What you missed over spring break

By Grant Morgan, Managing Editor

Kristina Aiad-Toss and Logan Lane contributed reporting 

While you were away on spring break, an update came about when and how students will be getting their fee refunds, UA’s faculty union and administration resolved their disagreements over contract negotiations, and two new members were appointed to the Board of Trustees. Welcome back:

Get your money back

This week students will start getting their refunds – up to $238.80 per student – for an improperly raised facilities fee imposed by the University last fall.

The fee, which increased from $18.55 to $28.50 per credit hour, applies to up to 12 credit hours, and to students on main campus only, not online students or students off main campus.

“Our goal is to put every student account back into the same position as though that fee was never charged,” said Nathan Mortimer, UA’s chief financial officer.

In total, the University could be refunding up to $4.1 million; however, the amount each student is refunded will be affected by how much he or she receives in scholarships and financial aid.

Mortimer gave the example of, say, a student for whom scholarships cover the entire cost of attending UA, and how that student would not receive a refund, because he or she did not pay the increased facilities fee in the first place. A student who pays 100 percent out-of-pocket to attend UA, however, would receive the full refund.

Mortimer says nearly all students reside somewhere in the middle of those two extremes, and that most of students’ credits, overall, will be refunded. This is because in the sequence of charges on students’ accounts, the facilities fee is near the end, so scholarships and other financial aid would be spent before reaching it, and the students would then likely have paid the increased fee out-of-pocket, and thereby receive the refund.

Bobby Csaky, a freshman, said he received an email from PNC bank notifying him he would receive $238.80, a full refund.  

“I’ll give it to my dad,” Csaky said.

Music education student Elora Lowe, also a freshman, said she received an email from PNC already too, which told her she’d be getting the same amount as Csaky.

The final group of refunds, according to a UA press release, will be out by the end of the semester.

Two new trustees on board (and on Board)

Last Friday, March 25, the Governor’s Office of Ohio appointed two new members to the UA Board of Trustees: Joe Gingo, 71, and William Scala, 62, whose terms will end July 1, 2023 and July 1, 2024, respectively.

After a career of more than 40 years with the Goodyear Tire and Rubber Company, Gingo, a 1971 UA School of Law alum, worked as president and chief executive of A. Schulman Inc., an international plastics and resins supplier with headquarters in Fairlawn, Ohio.

A short bio, likely two years old, provided by the Governor’s Office indicated Gingo and his wife Linda have since 1999 donated more than $32,000 to the University, and that at the time he was considering a $100,000 commitment to the UA School of Law building renovations. Meanwhile, Gingo’s company, A. Schulman, has given more than $1.6 million to the University in gifts and gifts-in-kind.  

Along with serving on numerous other boards of trustees in the area, Gingo has been the director of The University of Akron Foundation Board and has had much involvement with UA’s College of Business Administration, College of Engineering, and School of Law.

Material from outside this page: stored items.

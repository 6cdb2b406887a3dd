//! Error and diagnostic taxonomy.
//!
//! Library operations that touch I/O or the database return `PgDeltaError`.
//! Diff, planning and analysis never abort on malformed input; they
//! accumulate `Diagnostic` records instead.

use serde::{Deserialize, Serialize};
use thiserror::Error;

#[derive(Debug, Error)]
pub enum PgDeltaError {
    #[error("database error: {0}")]
    Database(#[from] sqlx::Error),

    #[error("io error on {path}: {source}")]
    Io {
        path: String,
        #[source]
        source: std::io::Error,
    },

    #[error("invalid snapshot: {0}")]
    Snapshot(#[from] serde_json::Error),
}

#[derive(Debug, Clone, Copy, PartialEq, Eq, Serialize, Deserialize)]
#[serde(rename_all = "SCREAMING_SNAKE_CASE")]
pub enum DiagnosticCode {
    ParseError,
    DiscoveryError,
    UnknownStatementClass,
    UnresolvedDependency,
    DuplicateProducer,
    CycleDetected,
    InvalidAnnotation,
    RuntimeExecutionError,
}

/// A non-fatal problem found while diffing, planning or analyzing.
#[derive(Debug, Clone, PartialEq, Eq, Serialize, Deserialize)]
pub struct Diagnostic {
    pub code: DiagnosticCode,
    pub message: String,
    /// Statement or change identifiers this diagnostic is about, if any.
    #[serde(default, skip_serializing_if = "Vec::is_empty")]
    pub subjects: Vec<String>,
}

impl Diagnostic {
    pub fn new(code: DiagnosticCode, message: impl Into<String>) -> Self {
        Self {
            code,
            message: message.into(),
            subjects: vec![],
        }
    }

    pub fn with_subject(mut self, subject: impl Into<String>) -> Self {
        self.subjects.push(subject.into());
        self
    }

    pub fn with_subjects(mut self, subjects: impl IntoIterator<Item = String>) -> Self {
        self.subjects.extend(subjects);
        self
    }
}

impl std::fmt::Display for Diagnostic {
    fn fmt(&self, f: &mut std::fmt::Formatter<'_>) -> std::fmt::Result {
        let code = serde_json::to_string(&self.code).unwrap_or_default();
        write!(f, "{}: {}", code.trim_matches('"'), self.message)?;
        if !self.subjects.is_empty() {
            write!(f, " [{}]", self.subjects.join(", "))?;
        }
        Ok(())
    }
}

Scala, who graduated with a degree from UA in accounting in 1975 and attended UA’s School of Law from 1976 to 1980, is the president and chairman of Kenmore Construction Co. Inc. out of Fairlawn, Ohio. He has been chairman of the board at Archbishop Hoban High School and a member of Interval Brotherhood Home’s foundation committee, an alcohol and drug rehabilitation clinic.

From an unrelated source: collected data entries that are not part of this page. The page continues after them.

impl ForeignServerChange {
    pub fn operation(&self) -> ChangeOperation {
        match self {
            ForeignServerChange::Create { .. } => ChangeOperation::Create,
            ForeignServerChange::Drop { .. } => ChangeOperation::Drop,
            _ => ChangeOperation::Alter,
        }
    }

    pub fn object_kind(&self) -> ObjectKind {
        ObjectKind::Server
    }

    pub fn scope(&self) -> ChangeScope {
        ChangeScope::Object
    }

    pub fn provides(&self) -> Vec<StableId> {
        match self {
            ForeignServerChange::Create { server } => vec![server.stable_id()],
            _ => vec![],
        }
    }

    pub fn requires(&self) -> Vec<StableId> {
        match self {
            ForeignServerChange::Create { server } => {
                vec![StableId::foreign_data_wrapper(&server.wrapper)]
            }
            ForeignServerChange::SetVersion { name, .. }
            | ForeignServerChange::AlterOptions { name, .. }
            | ForeignServerChange::ChangeOwner { name, .. } => vec![StableId::server(name)],
            ForeignServerChange::Drop { .. } => vec![],
        }
    }

    pub fn drops(&self) -> Vec<StableId> {
        match self {
            ForeignServerChange::Drop { name } => vec![StableId::server(name)],
            _ => vec![],
        }
    }

    pub fn to_sql(&self) -> String {
        match self {
            ForeignServerChange::Create { server } => {
                let mut sql = format!("CREATE SERVER {}", quote_ident(&server.name));
                if let Some(server_type) = &server.server_type {
                    sql.push_str(&format!(" TYPE {}", quote_literal(server_type)));
                }
                if let Some(version) = &server.version {
                    sql.push_str(&format!(" VERSION {}", quote_literal(version)));
                }
                sql.push_str(&format!(
                    " FOREIGN DATA WRAPPER {}",
                    quote_ident(&server.wrapper)
                ));
                if !server.options.is_empty() {
                    sql.push_str(&format!(" {}", options_clause(&server.options)));
                }
                sql
            }
            ForeignServerChange::Drop { name } => format!("DROP SERVER {}", quote_ident(name)),
            ForeignServerChange::SetVersion { name, version } => match version {
                Some(version) => format!(
                    "ALTER SERVER {} VERSION {}",
                    quote_ident(name),
                    quote_literal(version)
                ),
                None => format!("ALTER SERVER {} VERSION NULL", quote_ident(name)),
            },
            ForeignServerChange::AlterOptions { name, delta } => {
                format!("ALTER SERVER {} {}", quote_ident(name), delta.to_clause())
            }
            ForeignServerChange::ChangeOwner { name, owner } => format!(
                "ALTER SERVER {} OWNER TO {}",
                quote_ident(name),
                quote_ident(owner)
            ),
        }
    }

    pub fn sort_id(&self) -> StableId {
        match self {
            ForeignServerChange::Create { server } => server.stable_id(),
            ForeignServerChange::Drop { name }
            | ForeignServerChange::SetVersion { name, .. }
            | ForeignServerChange::AlterOptions { name, .. }
            | ForeignServerChange::ChangeOwner { name, .. } => StableId::server(name),
        }
    }
}

fn mapping_user(user: &str) -> String {
    if user.eq_ignore_ascii_case("public") {
        "PUBLIC".to_string()
    } else {
        quote_ident(user)
    }
}

#[derive(Debug, Clone, PartialEq, Serialize, Deserialize)]
#[serde(rename_all = "snake_case")]
pub enum UserMappingChange {
    Create { mapping: UserMapping },
    Drop { server: String, user: String },
    AlterOptions { server: String, user: String, delta: OptionsDelta },
}

impl UserMappingChange {
    pub fn operation(&self) -> ChangeOperation {
        match self {
            UserMappingChange::Create { .. } => ChangeOperation::Create,
            UserMappingChange::Drop { .. } => ChangeOperation::Drop,
            UserMappingChange::AlterOptions { .. } => ChangeOperation::Alter,
        }
    }

    pub fn object_kind(&self) -> ObjectKind {
        ObjectKind::UserMapping
    }

    pub fn scope(&self) -> ChangeScope {
        ChangeScope::Object
    }

    pub fn provides(&self) -> Vec<StableId> {
        match self {
            UserMappingChange::Create { mapping } => vec![mapping.stable_id()],
            _ => vec![],
        }
    }

    pub fn requires(&self) -> Vec<StableId> {
        match self {
            UserMappingChange::Create { mapping } => vec![StableId::server(&mapping.server)],
            UserMappingChange::AlterOptions { server, user, .. } => {
                vec![StableId::user_mapping(server, user)]
            }
            UserMappingChange::Drop { server, .. } => vec![StableId::server(server)],
        }
    }

    pub fn drops(&self) -> Vec<StableId> {
        match self {
            UserMappingChange::Drop { server, user } => {
                vec![StableId::user_mapping(server, user)]
            }
            _ => vec![],
        }
    }

    pub fn to_sql(&self) -> String {
        match self {
            UserMappingChange::Create { mapping } => {
                let mut sql = format!(
                    "CREATE USER MAPPING FOR {} SERVER {}",
                    mapping_user(&mapping.user),
                    quote_ident(&mapping.server)
                );
                if !mapping.options.is_empty() {
                    sql.push_str(&format!(" {}", options_clause(&mapping.options)));
                }
                sql
            }
            UserMappingChange::Drop { server, user } => format!(
                "DROP USER MAPPING FOR {} SERVER {}",
                mapping_user(user),
                quote_ident(server)
            ),
            UserMappingChange::AlterOptions { server, user, delta } => format!(
                "ALTER USER MAPPING FOR {} SERVER {} {}",
                mapping_user(user),
                quote_ident(server),
                delta.to_clause()
            ),
        }
    }

    pub fn sort_id(&self) -> StableId {
        match self {
            UserMappingChange::Create { mapping } => mapping.stable_id(),
            UserMappingChange::Drop { server, user }
            | UserMappingChange::AlterOptions { server, user, .. } => {
                StableId::user_mapping(server, user)
            }
        }
    }
}

#[derive(Debug, Clone, PartialEq, Serialize, Deserialize)]
#[serde(rename_all = "snake_case")]
pub enum ForeignTableChange {
    Create { table: ForeignTable },
    Drop { schema: String, name: String, columns: Vec<String> },
    AddColumn { schema: String, name: String, column: crate::model::Column },
    DropColumn { schema: String, name: String, column_name: String },
    AlterOptions { schema: String, name: String, delta: OptionsDelta },
    ChangeOwner { schema: String, name: String, owner: String },
}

UA’s Board of Trustees has 11 members – nine voting and two non-voting student members. Of the two vacancies now being filled by Gingo and Scala, one has been open for a year and nine months; the other, nine months. The two new trustees will start immediately.

“I don’t want to strike, but I will” buttons unpinned

Last Thursday, March 24, UA’s faculty union and administration finalized their agreement on a labor contract, a process which has lasted more than a year and most recently raised concerns of a faculty strike.

According to a University press release, the new contract gives faculty raises averaging 2.4 percent a year, along with “modest increases in employee obligations regarding health coverage.” Those were the two main issues about which both negotiating parties disagreed, according to previous statements from union members.

The faculty union (the Akron chapter of the Association of American University Professors, or Akron-AAUP) ratified the agreement by electronic vote last Wednesday, as the UA Board of Trustees ratified it at a special meeting the following day.

“Having a contract that takes us through 2020 is an important step forward and it should lend a great deal of much needed stability to faculty-administration relations,” said Akron-AAUP President John Zipp in the release.

Chairman of the Board Jonathan Pavloff expressed similar gratification, adding that he appreciates the communal efforts of both negotiating parties.